ID explained: are cells intelligent (Introduction)

by David Turell @, Sunday, March 07, 2021, 15:27 (520 days ago) @ David Turell

The point is they are intelligently instructed:

"Researchers into antibiotic resistance must deal with the surprisingly complex ways bacteria “think” in order to counter them. For example, some bacteria may warn others while dying from antibiotics. But what about individual cells in our bodies?

"A skeptic might say that bacteria are, after all, individual entities like dogs or cats. There is evidence that individual life forms can show intelligence even with no brain. But dependent cells?

"Surprisingly, cells that are not independent at all but part of a body can also show something that looks like intelligence, as Michael Denton discusses in Miracle of the Cell (2020):

"No one who has observed a leucocyte (a white blood cell) purposefully—one might even say single-mindedly—chasing after a bacterium in a blood smear would disagree.

He references this classic video by David Rogers, from the University of New South Wales, called “Neutrophil Chasing Bacteria”:

"What one witnesses there seems to transcend all our intuitions: A tiny speck of matter, invisible to the naked eye, so small that one hundred of them could be lined up across the top of a pin, is seemingly endowed with intention and agency. It’s like watching a house cat chasing a mouse, or a cheetah chasing a gazelle on the African savanna, or indeed a man chasing down a kudu in the Kalahari.


"To be clear, most researchers do not think that white blood cells or bacteria are conscious, like dogs or cats.

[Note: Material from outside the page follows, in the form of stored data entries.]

use super::*;

/// Tests listing every registration.
///
/// Verifies the list is ordered by most recent update so freshly edited entries
/// appear on the first userbase page.
///
/// Expected: Ok with all registrations, newest first
#[tokio::test]
async fn lists_registrations_newest_first() -> Result<(), AppError> {
    let test = TestBuilder::new()
        .with_table(entity::prelude::Registration)
        .build()
        .await
        .unwrap();
    let db = test.db.as_ref().unwrap();

    for (user_id, age) in [(10u64, 300i64), (11, 5), (12, 60)] {
        factory::registration::RegistrationFactory::new(db)
            .user_id(user_id)
            .updated_at(factory::helpers::seconds_ago(age))
            .build()
            .await?;
    }

    let repo = RegistrationRepository::new(db);
    let all = repo.get_all().await?;

    let user_ids: Vec<u64> = all.iter().map(|r| r.user_id).collect();
    assert_eq!(user_ids, vec![11, 12, 10]);

    Ok(())
}

/// Tests listing with an empty table.
///
/// Expected: Ok with empty vector
#[tokio::test]
async fn returns_empty_when_no_registrations() -> Result<(), AppError> {
    let test = TestBuilder::new()
        .with_table(entity::prelude::Registration)
        .build()
        .await
        .unwrap();
    let db = test.db.as_ref().unwrap();

    let repo = RegistrationRepository::new(db);
    let all = repo.get_all().await?;

    assert!(all.is_empty());

    Ok(())
}
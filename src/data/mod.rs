//! Database repository layer for all domain entities.
//!
//! This module contains repository structs that handle database operations (CRUD) for each
//! table the bot owns. Repositories use SeaORM entity models internally and return domain
//! models to keep `i64` columns and entity types out of the service layer. Every query the
//! bot issues goes through these repositories.

pub mod message_count;
pub mod permitted_channel;
pub mod registration;

#[cfg(test)]
mod test;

They are, however, often thought to be sentient (capable of feeling).

"At the very least, like complex machines, they are full of critical, interacting information. And sometimes, also like complex machines, they spookily manage to behave as if they were conscious.

"Except for one thing: Cells are vastly more complex than any machine we have built. So if we have seen a high level of artificial intelligence in action, perhaps we should not be surprised by cells, which are so much more complex, to the point where a cell can be viewed as a third infinity, the first two being the universe and the atom. But this third infinity is mainly one of information, not matter.

"Electrical engineer Perry Marshall looked into the question of cell sentience and intelligence and commented,

The huge realization I had when I started this was the incredible parallels between DNA and Ethernet, because I had written an Ethernet book. The similarities were almost scary. Encoding, decoding, error detection, error correction, checksums, layers. On and on.

In Marshall’s view, there is an intelligence behind the cell that is not the intelligence of the cell itself. He uses another computer analogy: “Even if a computer is automatically generating emails, they always originated from a conscious source.'”

Comment: Since we are on the outside of cells our answer is a 50/50 probability as to which interpretation is correct, that is, primary intelligent activity or following intelligent instructions?. All ID folks side with the latter.